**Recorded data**
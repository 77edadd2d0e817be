use tracing::debug;

use crate::{
    ast::{
        ast::Program,
        expressions::{Expr, Operator},
        statements::{FunctionDecl, Stmt},
        types::VarType,
    },
    environment::environment::{Environment, FunctionTable},
    errors::errors::{Error, ErrorImpl},
};

/// What the checker knows about a function once pass one has run.
#[derive(Debug, Clone, PartialEq)]
pub struct FunctionSignature {
    pub return_type: VarType,
    pub parameter_types: Vec<VarType>,
}

impl From<&FunctionDecl> for FunctionSignature {
    fn from(function: &FunctionDecl) -> Self {
        FunctionSignature {
            return_type: function.return_type,
            parameter_types: function.parameter_types(),
        }
    }
}

#[derive(Debug, Default)]
pub struct TypeChecker {
    pub environment: Environment<VarType>,
    pub functions: FunctionTable<FunctionSignature>,
    pub diagnostics: Vec<Error>,
    /// Number of function bodies currently being checked
    function_depth: usize,
    /// Declared return type of the innermost function being checked
    return_type: Option<VarType>,
}

impl TypeChecker {
    pub fn new() -> Self {
        Self::default()
    }

    pub fn report(&mut self, error_impl: ErrorImpl, line: u32) {
        self.diagnostics.push(Error::on_line(error_impl, line));
    }

    /// Reports an operand whose type is not `expected`.
    fn expect_operand(&mut self, expected: VarType, received: VarType, line: u32) {
        if !received.is_compatible_with(&expected) {
            self.report(
                ErrorImpl::OperandTypeMatchError {
                    expected: expected.to_string(),
                    received: received.to_string(),
                },
                line,
            );
        }
    }

    fn fetch_variable_type(&mut self, name: &str, line: u32) -> VarType {
        match self.environment.get_variable(name) {
            Some(var_type) => *var_type,
            None => {
                self.report(
                    ErrorImpl::VariableNotDeclared {
                        variable: String::from(name),
                    },
                    line,
                );
                VarType::Error
            }
        }
    }

    fn declare_variable(&mut self, name: &str, var_type: VarType, line: u32) {
        if let Err(error_impl) = self.environment.declare_variable(name, var_type) {
            self.report(error_impl, line);
        }
    }

    fn check_condition(&mut self, condition: &Expr, line: u32) {
        let condition_type = type_check_expr(self, condition);
        if !condition_type.is_compatible_with(&VarType::Bool) {
            self.report(ErrorImpl::InvalidCondition, line);
        }
    }
}

pub fn type_check_expr(type_checker: &mut TypeChecker, ast: &Expr) -> VarType {
    match ast {
        Expr::Literal { value, .. } => value.get_type(),
        Expr::Variable { name, line } => type_checker.fetch_variable_type(name, *line),
        Expr::Unary {
            operator,
            right,
            line,
        } => {
            let operand_type = if *operator == Operator::Not {
                VarType::Bool
            } else {
                VarType::Int
            };

            let right_type = type_check_expr(type_checker, right);
            type_checker.expect_operand(operand_type, right_type, *line);
            operand_type
        }
        Expr::Binary {
            left,
            operator,
            right,
            line,
        } => {
            let left_type = type_check_expr(type_checker, left);
            let right_type = type_check_expr(type_checker, right);

            let (operand_type, result_type) = match operator {
                Operator::Plus | Operator::Minus | Operator::Multiply | Operator::Divide => {
                    (VarType::Int, VarType::Int)
                }
                Operator::And | Operator::Or => (VarType::Bool, VarType::Bool),
                Operator::Less
                | Operator::LessEqual
                | Operator::Greater
                | Operator::GreaterEqual => (VarType::Int, VarType::Bool),
                Operator::Equal | Operator::NotEqual => (left_type, VarType::Bool),
                Operator::Not => (VarType::Bool, VarType::Bool),
            };

            type_checker.expect_operand(operand_type, left_type, *line);
            type_checker.expect_operand(operand_type, right_type, *line);
            result_type
        }
        Expr::Call {
            name,
            arguments,
            line,
        } => {
            let argument_types: Vec<VarType> = arguments
                .iter()
                .map(|argument| type_check_expr(type_checker, argument))
                .collect();

            let Some(signature) = type_checker.functions.get_function(name).cloned() else {
                type_checker.report(
                    ErrorImpl::FunctionNotDeclared {
                        function: name.clone(),
                    },
                    *line,
                );
                return VarType::Error;
            };

            if argument_types.len() != signature.parameter_types.len() {
                type_checker.report(
                    ErrorImpl::UnexpectedArguments {
                        expected: signature.parameter_types.len(),
                        received: argument_types.len(),
                    },
                    *line,
                );
            } else {
                for (expected, received) in signature.parameter_types.iter().zip(argument_types) {
                    if !received.is_compatible_with(expected) {
                        type_checker.report(
                            ErrorImpl::ArgumentTypeMatchError {
                                expected: expected.to_string(),
                                received: received.to_string(),
                            },
                            *line,
                        );
                    }
                }
            }

            signature.return_type
        }
    }
}

pub fn type_check_stmt(type_checker: &mut TypeChecker, ast: &Stmt) {
    match ast {
        Stmt::Block { body, .. } => {
            type_checker.environment.enter_scope();
            for stmt in body {
                type_check_stmt(type_checker, stmt);
            }
            type_checker.environment.exit_scope();
        }
        Stmt::Var {
            name,
            var_type,
            initializer,
            line,
        } => {
            if let Some(initializer) = initializer {
                let actual_type = type_check_expr(type_checker, initializer);
                if !actual_type.is_compatible_with(var_type) {
                    type_checker.report(
                        ErrorImpl::VariableTypeMatchError {
                            expected: var_type.to_string(),
                            received: actual_type.to_string(),
                        },
                        *line,
                    );
                }
            }

            type_checker.declare_variable(name, *var_type, *line);
        }
        Stmt::Assign { name, value, line } => {
            let value_type = type_check_expr(type_checker, value);
            let variable_type = type_checker.fetch_variable_type(name, *line);

            if !value_type.is_compatible_with(&variable_type) {
                type_checker.report(
                    ErrorImpl::AssignmentTypeMatchError {
                        expected: variable_type.to_string(),
                        received: value_type.to_string(),
                    },
                    *line,
                );
            }
        }
        Stmt::If {
            condition,
            then_branch,
            else_branch,
            line,
        } => {
            type_checker.check_condition(condition, *line);

            type_checker.environment.enter_scope();
            type_check_stmt(type_checker, then_branch);
            type_checker.environment.exit_scope();

            if let Some(else_branch) = else_branch {
                type_checker.environment.enter_scope();
                type_check_stmt(type_checker, else_branch);
                type_checker.environment.exit_scope();
            }
        }
        Stmt::While {
            condition,
            body,
            line,
        } => {
            type_checker.check_condition(condition, *line);

            type_checker.environment.enter_scope();
            type_check_stmt(type_checker, body);
            type_checker.environment.exit_scope();
        }
        Stmt::Return { value, line } => {
            let value_type = value
                .as_ref()
                .map(|value| type_check_expr(type_checker, value));

            match (type_checker.return_type, value_type) {
                (None, _) => type_checker.report(ErrorImpl::ReturnOutsideFunction, *line),
                (Some(expected), None) => type_checker.report(
                    ErrorImpl::MissingReturnValue {
                        expected: expected.to_string(),
                    },
                    *line,
                ),
                (Some(expected), Some(received)) => {
                    if !received.is_compatible_with(&expected) {
                        type_checker.report(
                            ErrorImpl::ReturnTypeMatchError {
                                expected: expected.to_string(),
                                received: received.to_string(),
                            },
                            *line,
                        );
                    }
                }
            }
        }
        Stmt::Print { expression, .. } | Stmt::Expression { expression, .. } => {
            type_check_expr(type_checker, expression);
        }
        Stmt::Function(function) => type_check_function(type_checker, function),
    }
}

fn type_check_function(type_checker: &mut TypeChecker, function: &FunctionDecl) {
    if type_checker.function_depth > 0 {
        type_checker.report(ErrorImpl::NestedFunction, function.line);
    }

    let enclosing_return_type = type_checker.return_type.replace(function.return_type);
    type_checker.function_depth += 1;
    type_checker.environment.enter_function_scope();

    for parameter in &function.parameters {
        type_checker.declare_variable(&parameter.name, parameter.var_type, function.line);
    }
    for stmt in &function.body {
        type_check_stmt(type_checker, stmt);
    }

    type_checker.environment.exit_scope();
    type_checker.function_depth -= 1;
    type_checker.return_type = enclosing_return_type;
}

/// Checks a whole program and returns its diagnostics in discovery order.
///
/// Pass one registers every top-level function so calls may precede their
/// declaration. Pass two walks every statement.
pub fn check(program: &Program) -> Vec<Error> {
    let mut type_checker = TypeChecker::new();

    for function in program.functions() {
        if let Err(error_impl) = type_checker
            .functions
            .declare_function(&function.name, FunctionSignature::from(function))
        {
            type_checker.report(error_impl, function.line);
        }
    }

    for stmt in program.iter() {
        type_check_stmt(&mut type_checker, stmt);
    }

    debug!(
        functions = type_checker.functions.len(),
        diagnostics = type_checker.diagnostics.len(),
        "checked program"
    );
    type_checker.diagnostics
}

**ACTIVITY**
Show every line of the data in which the word "FunctionSignature" appears.

**ANSWER TO THIS TASK**
pub struct FunctionSignature {
impl From<&FunctionDecl> for FunctionSignature {
        FunctionSignature {
    pub functions: FunctionTable<FunctionSignature>,
            .declare_function(&function.name, FunctionSignature::from(function))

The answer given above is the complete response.